* Work to be completed *
Check every line of the data and copy the ones where "insert" appears.

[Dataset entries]
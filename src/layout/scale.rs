use crate::{
    foundation::core::{Point, Rect, Vec2},
    foundation::error::{CoachmarkError, CoachmarkResult},
    host::tree::{ElementHandle, ElementTree},
    layout::solver::{Axis, Placement},
};

/// Deepest container chain walked before the tree is assumed to contain a cycle.
pub const MAX_TREE_DEPTH: usize = 1024;

/// Product of `el`'s own scale and the scale of every container above it.
pub fn inherited_scale<T>(tree: &T, el: ElementHandle) -> CoachmarkResult<Vec2>
where
    T: ElementTree + ?Sized,
{
    let own = tree.element_scale(el);
    let (mut sx, mut sy) = (own.x, own.y);
    let mut current = tree.element_parent(el);
    let mut depth = 0usize;

    while let Some(parent) = current {
        depth += 1;
        if depth > MAX_TREE_DEPTH {
            return Err(CoachmarkError::host(format!(
                "container chain of {el:?} is deeper than {MAX_TREE_DEPTH}; parent cycle?"
            )));
        }
        let s = tree.element_scale(parent);
        sx *= s.x;
        sy *= s.y;
        current = tree.element_parent(parent);
    }

    Ok(Vec2::new(sx, sy))
}

/// Shift a base placement so the label hugs the rendered (scaled) footprint of the target.
///
/// Only the placement axis is adjusted, by `dimension * (1 - scale) * 2`; a positive offset
/// moves the label away from the target on whichever side it sits. A scale of exactly `1.0`
/// leaves the placement untouched.
pub fn compensate_scale(placement: Placement, target: Rect, scale: Vec2) -> Placement {
    let Point { mut x, mut y } = placement.origin;
    match placement.side.axis() {
        Axis::X if scale.x != 1.0 => {
            let offset = target.width() * (1.0 - scale.x) * 2.0;
            x = if x > target.x0 { x + offset } else { x - offset };
        }
        Axis::Y if scale.y != 1.0 => {
            let offset = target.height() * (1.0 - scale.y) * 2.0;
            y = if y > target.y0 { y + offset } else { y - offset };
        }
        _ => {}
    }
    Placement {
        origin: Point::new(x, y),
        ..placement
    }
}

#[cfg(test)]
#[path = "../../tests/unit/layout/scale.rs"]
mod tests;
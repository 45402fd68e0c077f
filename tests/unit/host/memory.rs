use super::*;

fn tree() -> MemoryTree {
    MemoryTree::new(Viewport::new(400.0, 800.0).unwrap())
}

#[test]
fn handles_are_unique_and_parents_resolve() {
    let mut t = tree();
    let root = t.insert(Rect::new(0.0, 0.0, 400.0, 800.0), None);
    let child = t.insert(Rect::new(10.0, 10.0, 50.0, 30.0), Some(root));
    assert_ne!(root, child);
    assert_eq!(t.element_parent(child), Some(root));
    assert_eq!(t.element_parent(root), None);
}

#[test]
fn detached_elements_lose_their_geometry() {
    let mut t = tree();
    let el = t.insert(Rect::new(10.0, 10.0, 50.0, 30.0), None);
    assert!(t.element_rect(el).is_some());
    assert!(t.detach(el));
    assert_eq!(t.element_rect(el), None);
    assert_eq!(t.element_visibility(el), ElementVisibility::Detached);
    assert_eq!(
        t.element_visibility(ElementHandle(999)),
        ElementVisibility::Detached
    );
}

#[test]
fn labels_wrap_at_the_wrap_width() {
    let t = tree().with_glyph_metrics(10.0, 20.0);
    assert_eq!(t.measure_label("abcd", 0), Size::new(40.0, 20.0));
    assert_eq!(t.measure_label("abcd", 100), Size::new(40.0, 20.0));
    // 3 glyphs per line -> 2 lines for 4 glyphs.
    assert_eq!(t.measure_label("abcd", 35), Size::new(30.0, 40.0));
}

#[test]
fn unknown_handles_report_unit_scale() {
    let t = tree();
    assert_eq!(t.element_scale(ElementHandle(42)), Vec2::new(1.0, 1.0));
}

* Result *
    let root = t.insert(Rect::new(0.0, 0.0, 400.0, 800.0), None);
    let child = t.insert(Rect::new(10.0, 10.0, 50.0, 30.0), Some(root));
    let el = t.insert(Rect::new(10.0, 10.0, 50.0, 30.0), None);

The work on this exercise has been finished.